Família Brant lembra de 'caravana mineira' para acompanhar o festival no Maracanãzinho

"A emoção foi enorme, inesquecível. Todo mundo cantando, comemorando como se fosse o primeiro lugar", lembra Maria Célia

por Ana Clara Brant 01/10/2017 07:30

Museu Clube da Esquina/Divulgação
Fernando Brant e Milton Nascimento durante o Festival Internacional da Canção, no Macanãzinho (foto: Museu Clube da Esquina/Divulgação)

Fernando Brant, amigos e familiares ignoravam que Travessia estava inscrita no 2º Festival Internacional da Canção (FIC), realizado em 1967. Quando os Brant souberam da novidade, não titubearam. "Aqui em casa, todo mundo sempre foi muito unido. A gente tinha que dar um jeito de participar daquilo. Decidimos ir para o Rio de Janeiro", recorda Lucy Brant, uma das quatro irmãs do letrista.

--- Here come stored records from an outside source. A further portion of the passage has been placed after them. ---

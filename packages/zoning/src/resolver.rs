//! Resolves a parcel to the zone that governs it.
//!
//! Point queries go through an R-tree of zone bounding boxes, then an exact
//! polygon test. Zones in the source catalog are not supposed to overlap,
//! but nothing enforces it, so when several polygons contain the point the
//! zone registered first wins.

use rstar::{AABB, RTree, RTreeObject};

use crate::registry::ZoneRegistry;
use crate::{GeoPoint, Zone};

/// What to resolve: a location, or a zone name typed by the operator.
#[derive(Debug, Clone, Copy, PartialEq)]
pub enum ZoneQuery<'a> {
    /// Resolve by polygon containment.
    Point(GeoPoint),
    /// Resolve by exact, case-sensitive zone name.
    Name(&'a str),
}

impl From<GeoPoint> for ZoneQuery<'_> {
    fn from(point: GeoPoint) -> Self {
        Self::Point(point)
    }
}

impl<'a> From<&'a str> for ZoneQuery<'a> {
    fn from(name: &'a str) -> Self {
        Self::Name(name)
    }
}

/// A zone's bounding box in the R-tree, pointing back at its registration
/// slot.
struct ZoneEnvelope {
    slot: usize,
    envelope: AABB<[f64; 2]>,
}

impl RTreeObject for ZoneEnvelope {
    type Envelope = AABB<[f64; 2]>;

    fn envelope(&self) -> Self::Envelope {
        self.envelope
    }
}

/// Read-only resolver over a frozen [`ZoneRegistry`].
///
/// Built once after the catalog is loaded and shared across callers.
pub struct ZoneResolver {
    registry: ZoneRegistry,
    index: RTree<ZoneEnvelope>,
}

impl ZoneResolver {
    /// Freezes `registry` and builds the spatial index over its zones.
    #[must_use]
    pub fn new(registry: ZoneRegistry) -> Self {
        let entries: Vec<ZoneEnvelope> = registry
            .all()
            .enumerate()
            .filter_map(|(slot, zone)| {
                zone.boundary
                    .bounding_box()
                    .map(|(south_west, north_east)| ZoneEnvelope {
                        slot,
                        envelope: AABB::from_corners(
                            [south_west.longitude, south_west.latitude],
                            [north_east.longitude, north_east.latitude],
                        ),
                    })
            })
            .collect();

        log::info!("Built zone spatial index over {} zones", entries.len());

        Self {
            registry,
            index: RTree::bulk_load(entries),
        }
    }

    /// The underlying registry.
    #[must_use]
    pub const fn registry(&self) -> &ZoneRegistry {
        &self.registry
    }

    /// Resolves a query to at most one zone.
    ///
    /// `None` means no zone governs the parcel, which callers handle by
    /// keeping their own POT/CUT defaults.
    #[must_use]
    pub fn resolve<'q>(&self, query: impl Into<ZoneQuery<'q>>) -> Option<&Zone> {
        match query.into() {
            ZoneQuery::Point(point) => self.resolve_point(point),
            ZoneQuery::Name(name) => self.registry.by_name(name),
        }
    }

    /// Resolves by location, falling back to the caller's zone-name hint
    /// when no polygon contains the point.
    #[must_use]
    pub fn resolve_with_hint(&self, point: GeoPoint, hint: Option<&str>) -> Option<&Zone> {
        self.resolve_point(point).or_else(|| {
            let hint = hint?;
            log::debug!(
                "No zone contains ({}, {}); trying name hint '{hint}'",
                point.latitude,
                point.longitude
            );
            self.registry.by_name(hint)
        })
    }

    fn resolve_point(&self, point: GeoPoint) -> Option<&Zone> {
        let query_env = AABB::from_point([point.longitude, point.latitude]);

        let slot = self
            .index
            .locate_in_envelope_intersecting(&query_env)
            .filter(|entry| {
                self.registry
                    .at(entry.slot)
                    .is_some_and(|zone| zone.contains(point))
            })
            .map(|entry| entry.slot)
            .min()?;

        self.registry.at(slot)
    }
}

#[cfg(test)]
mod tests {
    use super::*;
    use crate::GeoPolygon;
    use crate::catalog::seed_registry;
    use crate::registry::RegistrationMode;

    fn square(name: &str, lat: f64, lon: f64, size: f64) -> Zone {
        Zone::new(
            name,
            GeoPolygon::new(vec![
                GeoPoint::new(lat, lon),
                GeoPoint::new(lat, lon + size),
                GeoPoint::new(lat + size, lon + size),
                GeoPoint::new(lat + size, lon),
            ]),
        )
    }

    #[test]
    fn resolves_amzei_by_location() {
        let resolver = ZoneResolver::new(seed_registry());
        let zone = resolver.resolve(GeoPoint::new(44.4432, 26.0959)).unwrap();
        assert_eq!(zone.name, "Amzei");
        assert_eq!(zone.pot, Some(65.0));
        assert_eq!(zone.cut, Some(2.5));
    }

    #[test]
    fn resolves_other_seed_zones_by_location() {
        let resolver = ZoneResolver::new(seed_registry());
        let cases = [
            ((44.4545, 26.0954), "Tesatoria"),
            ((44.4570, 26.0875), "Filipescu"),
            ((44.4700, 26.0890), "UCB"),
            ((44.4540, 26.0880), "Blanc"),
        ];
        for ((lat, lon), expected) in cases {
            let zone = resolver.resolve(GeoPoint::new(lat, lon)).unwrap();
            assert_eq!(zone.name, expected);
        }
    }

    #[test]
    fn point_outside_every_zone_resolves_to_none() {
        let resolver = ZoneResolver::new(seed_registry());
        assert!(resolver.resolve(GeoPoint::new(44.40, 26.00)).is_none());
    }

    #[test]
    fn unknown_name_resolves_to_none() {
        let resolver = ZoneResolver::new(seed_registry());
        assert!(resolver.resolve("Herastrau").is_none());
        assert_eq!(resolver.resolve("Monnet").unwrap().name, "Monnet");
    }

    #[test]
    fn overlapping_zones_resolve_to_first_registered() {
        let mut registry = ZoneRegistry::new();
        registry
            .register(square("Outer", 0.0, 0.0, 10.0), RegistrationMode::Strict)
            .unwrap();
        registry
            .register(square("Inner", 2.0, 2.0, 2.0), RegistrationMode::Strict)
            .unwrap();
        let resolver = ZoneResolver::new(registry);

        assert_eq!(resolver.resolve(GeoPoint::new(3.0, 3.0)).unwrap().name, "Outer");
        assert_eq!(resolver.resolve(GeoPoint::new(8.0, 8.0)).unwrap().name, "Outer");
    }

    #[test]
    fn replaced_zone_keeps_priority() {
        let mut registry = ZoneRegistry::new();
        registry
            .register(square("A", 0.0, 0.0, 10.0), RegistrationMode::Strict)
            .unwrap();
        registry
            .register(square("B", 0.0, 0.0, 10.0), RegistrationMode::Strict)
            .unwrap();
        registry
            .register(
                square("A", 0.0, 0.0, 10.0).with_pot(30.0),
                RegistrationMode::Replace,
            )
            .unwrap();
        let resolver = ZoneResolver::new(registry);

        let zone = resolver.resolve(GeoPoint::new(5.0, 5.0)).unwrap();
        assert_eq!(zone.name, "A");
        assert_eq!(zone.pot, Some(30.0));
    }

    #[test]
    fn resolution_is_deterministic() {
        let resolver = ZoneResolver::new(seed_registry());
        let point = GeoPoint::new(44.4545, 26.0954);
        let first = resolver.resolve(point).map(|z| z.name.clone());
        for _ in 0..10 {
            assert_eq!(resolver.resolve(point).map(|z| z.name.clone()), first);
        }
    }

    #[test]
    fn hint_is_used_only_when_no_polygon_matches() {
        let resolver = ZoneResolver::new(seed_registry());

        let zone = resolver
            .resolve_with_hint(GeoPoint::new(44.4432, 26.0959), Some("Monnet"))
            .unwrap();
        assert_eq!(zone.name, "Amzei");

        let zone = resolver
            .resolve_with_hint(GeoPoint::new(44.40, 26.00), Some("Monnet"))
            .unwrap();
        assert_eq!(zone.name, "Monnet");

        assert!(
            resolver
                .resolve_with_hint(GeoPoint::new(44.40, 26.00), None)
                .is_none()
        );
        assert!(
            resolver
                .resolve_with_hint(GeoPoint::new(44.40, 26.00), Some("Nowhere"))
                .is_none()
        );
    }
}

Ela, o irmão Ronaldo e amigos, como o jornalista Paulo Vilara, colunista do Estado de Minas, viajaram de trem para o Rio com o propósito de acompanhar a fase classificatória do FIC. "Sem parentes lá, descobrimos que uma vizinha tinha apartamento em Copacabana. Alugamos. Quando chegamos ao Maracanãzinho, ficamos assustados ao ver aquela multidão de jovens. De repente, Milton aparece, toca e é um sucesso, todo mundo aplaudindo. Foi uma loucura. Travessia estava classificada para a final", relembra Lucy.

 

No domingo, 22 de outubro, dia da finalíssima, a turma estava tomando café, quando de repente ouviu-se uma buzina diante do prédio em Copacabana. Era o restante dos Brant chegando de BH. "Tirando os irmãos mais novos, muito pequenos, todo mundo veio, incluindo meus pais. Quando souberam que Travessia estava na final, não resistiram. Deram um jeito de participar daquele momento", conta Lucy.

 

Arquivo O Cruzeiro
(foto: Arquivo O Cruzeiro)
Nessa turma estava Maria Célia, a primogênita dos Brant. Antes de Fernando e Milton Nascimento seguirem para o Rio, ela fez uma espécie de previsão. Na véspera da viagem, os parceiros estavam na casa da família, em BH. Milton Nascimento pediu um violão emprestado a Maria Célia, pois os dois queriam ensaiar para o festival.

 

"Eles foram para um canto escondido lá de casa. Quando ouvi aquela música, achei tão linda a letra e a melodia que disse: 'Esta música vai ganhar o festival e vocês vão ficar famosos'. Pedi: 'Bituca, assina aqui o meu violão, coloca a data porque ele vai valer muito dinheiro algum dia", relembra Maria Célia. Não deu outra. Travessia não venceu – o primeiro lugar foi para Margarida, do baiano Gutemberg Guarabira –, mas se tornou um clássico.

 

"A emoção foi enorme, inesquecível. Todo mundo cantando, comemorando como se fosse o primeiro lugar. Já tem 50 anos, mas aquele dia ficou na memória como se fosse hoje. A alegria dos dois, a repercussão, a guinada na vida deles... Fomos a um bar em Copacabana, que, por coincidência, chamava-se Mineirão para comemorar. E ali estava cheio de artistas que a gente admirava, uma festa", conta a irmã de Fernando Brant. A festa tinha motivo: além de Travessia ficar em segundo lugar no 2º FIC, Milton Nascimento levou o troféu Galo de Ouro como o melhor intérprete do festival.

 

 

TIMIDEZ

Fernando sempre foi muito organizado. Guardou boa parte de suas letras em arquivos. "Ele escrevia no papel e depois datilografava. Tenho várias agendas que ele usava como rascunho. Foi assim com Travessia também. Fernando escreveu a letra em um papel durante os intervalos do trabalho como escriturário no Juizado de Menores. Depois, passou para a máquina de escrever. Como era a sua primeira música, estava super envergonhado, não queria mostrar pra ninguém. Nem avisou que estava fazendo uma canção. Por isso, nem sabemos onde está a letra original", diz Leise Brant, viúva do compositor.

 

Na casa do casal, no Bairro Cachoeirinha, em BH, Leise guarda uma relíquia: o certificado da conquista. O diploma traz o símbolo do FIC, um galo, e as seguintes palavras: "Fernando Rocha Brant participou do II Festival Internacional da Canção Popular do Rio de Janeiro, tendo contribuído para o alto mérito da música de sua pátria. Outubro de 1967"."O diploma está bem desbotado, já tem 50 anos. Porém, meu sogro colocou no quadro para preservá-lo, porque é um documento histórico", afirma Leise Brant.